Write out the entire listing exactly, so that each line matches the original.

··· EXTRACTED DATA ···

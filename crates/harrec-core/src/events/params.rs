//! Event payloads (`params`) for the DevTools events the aggregator consumes.

use serde::Deserialize;

use crate::model::{Request, Response};

/// `Network.requestWillBeSent`.
#[derive(Debug, Clone, Deserialize)]
#[serde(rename_all = "camelCase")]
pub struct RequestWillBeSent {
    pub request_id: String,
    pub request: Request,
    pub timestamp: f64,
    #[serde(default)]
    pub wall_time: f64,
    #[serde(default)]
    pub initiator: serde_json::Value,
    /// Present when this request is the next hop of a redirect.
    pub redirect_response: Option<Response>,
    #[serde(rename = "type")]
    pub resource_type: Option<String>,
}

impl RequestWillBeSent {
    /// `initiator.type`, e.g. "parser", "script" or "other".
    pub fn initiator_type(&self) -> Option<&str> {
        self.initiator.get("type").and_then(|t| t.as_str())
    }
}

/// `Network.dataReceived`.
#[derive(Debug, Clone, Deserialize)]
#[serde(rename_all = "camelCase")]
pub struct DataReceived {
    pub request_id: String,
    pub data_length: i64,
}

/// `Network.responseReceived` and `Network.webSocketHandshakeResponseReceived`.
#[derive(Debug, Clone, Deserialize)]
#[serde(rename_all = "camelCase")]
pub struct ResponseReceived {
    pub request_id: String,
    pub response: Response,
}

/// `Network.resourceChangedPriority`.
#[derive(Debug, Clone, Deserialize)]
#[serde(rename_all = "camelCase")]
pub struct PriorityChanged {
    pub request_id: String,
    pub new_priority: String,
}

/// `Network.loadingFinished`.
#[derive(Debug, Clone, Deserialize)]
#[serde(rename_all = "camelCase")]
pub struct LoadingFinished {
    pub request_id: String,
    pub timestamp: f64,
    pub encoded_data_length: f64,
}

/// `Network.loadingFailed`.
#[derive(Debug, Clone, Deserialize)]
#[serde(rename_all = "camelCase")]
pub struct LoadingFailed {
    pub request_id: String,
    pub timestamp: f64,
    #[serde(default)]
    pub error_text: String,
    #[serde(default)]
    pub canceled: bool,
}

/// Result of `Network.getResponseBody`, keyed by the request it was fetched for.
#[derive(Debug, Clone, Deserialize)]
#[serde(rename_all = "camelCase")]
pub struct BodyRetrieved {
    pub request_id: String,
    pub body: String,
    #[serde(default)]
    pub base64_encoded: bool,
}

/// `Network.webSocketWillSendHandshakeRequest`.
#[derive(Debug, Clone, Deserialize)]
#[serde(rename_all = "camelCase")]
pub struct WebSocketHandshakeSent {
    pub request_id: String,
    pub timestamp: f64,
    #[serde(default)]
    pub wall_time: f64,
    #[serde(default)]
    pub request: Request,
}

/// `Network.webSocketClosed`.
#[derive(Debug, Clone, Deserialize)]
#[serde(rename_all = "camelCase")]
pub struct WebSocketClosed {
    pub request_id: String,
    pub timestamp: f64,
}

/// `Network.WebSocketFrame`.
#[derive(Debug, Clone, Deserialize)]
#[serde(rename_all = "camelCase")]
pub struct FramePayload {
    pub opcode: i64,
    #[serde(default)]
    pub payload_data: String,
}

/// `Network.webSocketFrameSent` / `Network.webSocketFrameReceived`.
#[derive(Debug, Clone, Deserialize)]
#[serde(rename_all = "camelCase")]
pub struct WebSocketFrameEvent {
    pub request_id: String,
    pub timestamp: f64,
    pub response: FramePayload,
}

/// `Page.domContentEventFired` / `Page.loadEventFired`.
#[derive(Debug, Clone, Copy, Deserialize)]
pub struct PageTimestamp {
    pub timestamp: f64,
}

···

◆ RESPONSE TO THE EXERCISE:
filename crates/harrec-core/src/events/params.rs
//! Event payloads (`params`) for the DevTools events the aggregator consumes.

use serde::Deserialize;

use crate::model::{Request, Response};

/// `Network.requestWillBeSent`.
#[derive(Debug, Clone, Deserialize)]
#[serde(rename_all = "camelCase")]
pub struct RequestWillBeSent {
    pub request_id: String,
    pub request: Request,
    pub timestamp: f64,
    #[serde(default)]
    pub wall_time: f64,
    #[serde(default)]
    pub initiator: serde_json::Value,
    /// Present when this request is the next hop of a redirect.
    pub redirect_response: Option<Response>,
    #[serde(rename = "type")]
    pub resource_type: Option<String>,
}

impl RequestWillBeSent {
    /// `initiator.type`, e.g. "parser", "script" or "other".
    pub fn initiator_type(&self) -> Option<&str> {
        self.initiator.get("type").and_then(|t| t.as_str())
    }
}

/// `Network.dataReceived`.
#[derive(Debug, Clone, Deserialize)]
#[serde(rename_all = "camelCase")]
pub struct DataReceived {
    pub request_id: String,
    pub data_length: i64,
}

/// `Network.responseReceived` and `Network.webSocketHandshakeResponseReceived`.
#[derive(Debug, Clone, Deserialize)]
#[serde(rename_all = "camelCase")]
pub struct ResponseReceived {
    pub request_id: String,
    pub response: Response,
}

/// `Network.resourceChangedPriority`.
#[derive(Debug, Clone, Deserialize)]
#[serde(rename_all = "camelCase")]
pub struct PriorityChanged {
    pub request_id: String,
    pub new_priority: String,
}

/// `Network.loadingFinished`.
#[derive(Debug, Clone, Deserialize)]
#[serde(rename_all = "camelCase")]
pub struct LoadingFinished {
    pub request_id: String,
    pub timestamp: f64,
    pub encoded_data_length: f64,
}

/// `Network.loadingFailed`.
#[derive(Debug, Clone, Deserialize)]
#[serde(rename_all = "camelCase")]
pub struct LoadingFailed {
    pub request_id: String,
    pub timestamp: f64,
    #[serde(default)]
    pub error_text: String,
    #[serde(default)]
    pub canceled: bool,
}

/// Result of `Network.getResponseBody`, keyed by the request it was fetched for.
#[derive(Debug, Clone, Deserialize)]
#[serde(rename_all = "camelCase")]
pub struct BodyRetrieved {
    pub request_id: String,
    pub body: String,
    #[serde(default)]
    pub base64_encoded: bool,
}

/// `Network.webSocketWillSendHandshakeRequest`.
#[derive(Debug, Clone, Deserialize)]
#[serde(rename_all = "camelCase")]
pub struct WebSocketHandshakeSent {
    pub request_id: String,
    pub timestamp: f64,
    #[serde(default)]
    pub wall_time: f64,
    #[serde(default)]
    pub request: Request,
}

/// `Network.webSocketClosed`.
#[derive(Debug, Clone, Deserialize)]
#[serde(rename_all = "camelCase")]
pub struct WebSocketClosed {
    pub request_id: String,
    pub timestamp: f64,
}

/// `Network.WebSocketFrame`.
#[derive(Debug, Clone, Deserialize)]
#[serde(rename_all = "camelCase")]
pub struct FramePayload {
    pub opcode: i64,
    #[serde(default)]
    pub payload_data: String,
}

/// `Network.webSocketFrameSent` / `Network.webSocketFrameReceived`.
#[derive(Debug, Clone, Deserialize)]
#[serde(rename_all = "camelCase")]
pub struct WebSocketFrameEvent {
    pub request_id: String,
    pub timestamp: f64,
    pub response: FramePayload,
}

/// `Page.domContentEventFired` / `Page.loadEventFired`.
#[derive(Debug, Clone, Copy, Deserialize)]
pub struct PageTimestamp {
    pub timestamp: f64,
}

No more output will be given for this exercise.